When I'm using smaller baits, I'll generally go with a 2/0 straight shank hook. I'm starting to throw bigger worms now, and will generally be using a 4/0. I used to try and slide that 2/0 into everything, but lost a lot of fish because the hook was getting buried in the plastic or not getting good penetration. Have not noticed a drop off in bites going with the larger hook size.


----------



## DaleM

I use a 4.0 or 5.0 on my worms. I hardly ever gut hook a fish now. These may seem to big but they are not at all. Try them, I think you'll agree


----------



## timberkatz

2/0 x 2 = 4"
3/0 x 2 = 6" 
4/0 x 2 = 8"
5/0 x 2 = 10"

Thats how I do it. Rarely gut hooked.


----------



## Saildog

I use 4/0 for everything. Started with 1/0 about ten years ago, and we found the bigger the hooks, the better the hooksets. It was evolutionary process, moving to 2/0, then 3/0 and eventually to 4/0. More a matter of convincing ourselves that a 6" worm will work with a 4/0 hook. 
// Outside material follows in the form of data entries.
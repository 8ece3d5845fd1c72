//! The loaded table set: phrase trie, name table and phonetic table.
//!
//! A [`Dictionary`] only exists once loading has finished, so holding one
//! means the engine is ready. It is never mutated afterwards; to pick up new
//! dictionary files, load a fresh one and swap it in (e.g. behind an
//! `Arc`) instead of editing this one.

use crate::error::Result;
use crate::loader::LoadReport;
use crate::tokenizer::{Tokenizer, Tokens};
use crate::trie::Trie;
use crate::Config;
use ahash::AHashMap;
use serde::{Deserialize, Serialize};
use std::fs::File;
use std::io::{BufReader, BufWriter};
use std::path::Path;

#[derive(Debug)]
pub struct Dictionary {
    trie: Trie,
    names: AHashMap<String, String>,
    phonetic: AHashMap<String, String>,
    config: Config,
    report: LoadReport,
}

#[derive(Serialize)]
struct TablesRef<'a> {
    trie: &'a Trie,
    names: &'a AHashMap<String, String>,
    phonetic: &'a AHashMap<String, String>,
}

#[derive(Deserialize)]
struct Tables {
    trie: Trie,
    names: AHashMap<String, String>,
    phonetic: AHashMap<String, String>,
}

impl Dictionary {
    pub(crate) fn new(
        trie: Trie,
        names: AHashMap<String, String>,
        phonetic: AHashMap<String, String>,
        config: Config,
        report: LoadReport,
    ) -> Self {
        Self {
            trie,
            names,
            phonetic,
            config,
            report,
        }
    }

    /// Assemble a dictionary from tables built elsewhere.
    ///
    /// Names are not added to the trie here; callers that want names found by
    /// segmentation insert them into `trie` as well.
    pub fn from_tables(
        trie: Trie,
        names: AHashMap<String, String>,
        phonetic: AHashMap<String, String>,
        config: Config,
    ) -> Self {
        Self::new(trie, names, phonetic, config, LoadReport::prebuilt())
    }

    pub fn trie(&self) -> &Trie {
        &self.trie
    }

    pub fn names(&self) -> &AHashMap<String, String> {
        &self.names
    }

    pub fn phonetic(&self) -> &AHashMap<String, String> {
        &self.phonetic
    }

    pub fn config(&self) -> &Config {
        &self.config
    }

    /// How each source fared during loading.
    pub fn report(&self) -> &LoadReport {
        &self.report
    }

    /// Tokenizer over the phrase trie, configured from this dictionary.
    pub fn tokenizer(&self) -> Tokenizer<'_> {
        Tokenizer::new(&self.trie).split_on_newline(self.config.split_on_newline)
    }

    /// Segment `text` as-is, without punctuation conversion.
    pub fn tokenize<'a>(&self, text: &'a str) -> Tokens<'_, 'a> {
        self.tokenizer().tokenize(text)
    }

    /// Save the tables to a file with bincode. Configuration is not saved.
    pub fn save_bincode<P: AsRef<Path>>(&self, path: P) -> Result<()> {
        let writer = BufWriter::new(File::create(path)?);
        let tables = TablesRef {
            trie: &self.trie,
            names: &self.names,
            phonetic: &self.phonetic,
        };
        bincode::serialize_into(writer, &tables)?;
        Ok(())
    }

    /// Load tables written by `save_bincode`.
    pub fn load_bincode<P: AsRef<Path>>(path: P, config: Config) -> Result<Self> {
        let reader = BufReader::new(File::open(path)?);
        let tables: Tables = bincode::deserialize_from(reader)?;
        Ok(Self::from_tables(
            tables.trie,
            tables.names,
            tables.phonetic,
            config,
        ))
    }
}
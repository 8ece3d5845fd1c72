//! Output cleanup for word-by-word translations.
//!
//! Joining substituted tokens with single spaces leaves artifacts: spaces
//! before commas and closing brackets, spaces inside opening brackets, and
//! lowercase words at sentence starts. [`normalize`] repairs them in a fixed
//! order; each pass sees the output of the previous one.

use once_cell::sync::Lazy;
use regex::{Captures, Regex};

static SPACE_BEFORE_CLOSING: Lazy<Regex> =
    Lazy::new(|| Regex::new(r"[ ]+([,.?!\]>”’):])").expect("static regex"));

static SPACE_AFTER_OPENING: Lazy<Regex> =
    Lazy::new(|| Regex::new(r"([<\[“‘(])[ ]+").expect("static regex"));

// start of a line, or a sentence/quote/bracket/dash mark, then the first
// lowercase letter
static SENTENCE_START: Lazy<Regex> =
    Lazy::new(|| Regex::new(r"(?m)(^\s*|[.!?“‘”’\[\-]\s*)(\p{Ll})").expect("static regex"));

static CURLY_QUOTES: Lazy<Regex> = Lazy::new(|| Regex::new(r"[“‘”’]").expect("static regex"));

static SPACE_RUNS: Lazy<Regex> = Lazy::new(|| Regex::new(r"[ ]{2,}").expect("static regex"));

/// Trim every line on its own, keeping the line breaks.
pub fn trim_lines(text: &str) -> String {
    text.split('\n').map(str::trim).collect::<Vec<_>>().join("\n")
}

/// Remove spaces in front of `, . ? ! ] > ” ’ ) :`.
pub fn trim_space_before_closing(text: &str) -> String {
    SPACE_BEFORE_CLOSING.replace_all(text, "${1}").into_owned()
}

/// Remove spaces after `< [ “ ‘ (`.
pub fn trim_space_after_opening(text: &str) -> String {
    SPACE_AFTER_OPENING.replace_all(text, "${1}").into_owned()
}

/// Uppercase the first lowercase letter of each line and after each of
/// `. ! ? “ ‘ ” ’ [ -`, skipping any whitespace in between.
pub fn capitalize_sentences(text: &str) -> String {
    SENTENCE_START
        .replace_all(text, |caps: &Captures| {
            format!("{}{}", &caps[1], caps[2].to_uppercase())
        })
        .into_owned()
}

/// Replace curly single and double quotes with `"`.
pub fn straighten_quotes(text: &str) -> String {
    CURLY_QUOTES.replace_all(text, "\"").into_owned()
}

/// Collapse runs of spaces into one.
pub fn collapse_spaces(text: &str) -> String {
    SPACE_RUNS.replace_all(text, " ").into_owned()
}

/// Run every cleanup pass in order.
///
/// # Example
/// ```
/// use quicktrans_core::normalize::normalize;
///
/// assert_eq!(normalize("  xin chào ,  “ bạn ” ."), "Xin chào, \"Bạn\".");
/// ```
pub fn normalize(text: &str) -> String {
    let text = trim_lines(text);
    let text = trim_space_before_closing(&text);
    let text = trim_space_after_opening(&text);
    let text = capitalize_sentences(&text);
    let text = straighten_quotes(&text);
    collapse_spaces(&text)
}

#[cfg(test)]
mod tests {
    use super::*;

    #[test]
    fn test_trim_lines_keeps_breaks() {
        assert_eq!(trim_lines("  a  \n\n b \t"), "a\n\nb");
    }

    #[test]
    fn test_space_before_closing_marks() {
        assert_eq!(trim_space_before_closing("a , b . c ) d ]"), "a, b. c) d]");
        assert_eq!(trim_space_before_closing("hỏi ?  thật !"), "hỏi?  thật!");
    }

    #[test]
    fn test_space_after_opening_marks() {
        assert_eq!(trim_space_after_opening("( a ) [  b ]"), "(a ) [b ]");
        assert_eq!(trim_space_after_opening("“ chào"), "“chào");
    }

    #[test]
    fn test_capitalize_after_sentence_marks() {
        assert_eq!(
            capitalize_sentences("một. hai! ba? bốn"),
            "Một. Hai! Ba? Bốn"
        );
        assert_eq!(capitalize_sentences("nói: “được”"), "Nói: “Được”");
        assert_eq!(capitalize_sentences("[tên] - đúng"), "[Tên] - Đúng");
    }

    #[test]
    fn test_capitalize_each_line() {
        assert_eq!(capitalize_sentences("một\nhai\n  ba"), "Một\nHai\n  Ba");
    }

    #[test]
    fn test_capitalize_only_one_letter_per_match() {
        assert_eq!(capitalize_sentences("đẹp trai"), "Đẹp trai");
        // commas do not start a sentence
        assert_eq!(capitalize_sentences("Ừ, được"), "Ừ, được");
    }

    #[test]
    fn test_capitalize_ignores_non_letters() {
        assert_eq!(capitalize_sentences("3 người"), "3 người");
        assert_eq!(capitalize_sentences("真 đẹp"), "真 đẹp");
    }

    #[test]
    fn test_quotes_become_straight() {
        assert_eq!(straighten_quotes("“a” ‘b’"), "\"a\" \"b\"");
    }

    #[test]
    fn test_collapse_spaces() {
        assert_eq!(collapse_spaces("a  b     c d"), "a b c d");
    }

    #[test]
    fn test_normalize_full_pipeline() {
        assert_eq!(normalize("Lão Ngũ 真 đẹp trai"), "Lão Ngũ 真 đẹp trai");
        assert_eq!(normalize("ta đi .  ngươi ở lại ."), "Ta đi. Ngươi ở lại.");
        assert_eq!(normalize(" hắn nói : “ đi ”"), "Hắn nói: \"Đi\"");
    }

    #[test]
    fn test_capitalize_sees_trimmed_quote() {
        // the space after the quote is gone before capitalization runs
        assert_eq!(normalize("“  xin chào”"), "\"Xin chào\"");
    }

    #[test]
    fn test_normalize_is_idempotent() {
        let inputs = [
            "Lão Ngũ 真 đẹp trai",
            "Ta đi. Ngươi ở lại.\nHắn nói: \"Đi\"",
            "",
            "(Ghi chú) [Tên]",
        ];
        for input in inputs {
            let once = normalize(input);
            assert_eq!(normalize(&once), once, "not idempotent for {input:?}");
            assert_eq!(once, input);
        }
    }

    #[test]
    fn test_normalize_empty_and_blank() {
        assert_eq!(normalize(""), "");
        assert_eq!(normalize("   \n  "), "\n");
    }
}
I also tend to fish some pretty clear lakes/ponds with easily-spooked bass. As a result, the "ker-plunk" of any bullet weight pretty much won't work. So when casting a worm with no lead, the little added weight of a 4/0 will help get a little more distance from a cast.


----------



## Reel Lady

The supposed formula is take half of the length of the worm that your using, and that should tell you what the optimum hook size is. 
4" = 2ot
6" = 3ot
8" = 4ot

I have found that hook sizes do vary slightly from one hook manufacturer to another. 
I've been fishing with these 10" worms lately with a 5ot hook...I've had alot of success, but it also seems that I am missing more hits than I would have missed if using a smaller hook. To me, the 5ot hooks that I am using just seem kinda dull compared to the 2 or 3ot. Maybe its just the brand.. not sure..


----------



## Rooster

I use a 3/0 EWG for most of my soft plastic baits. I like to keep it simple, and I only have to buy one size worm hook for all of my fishing.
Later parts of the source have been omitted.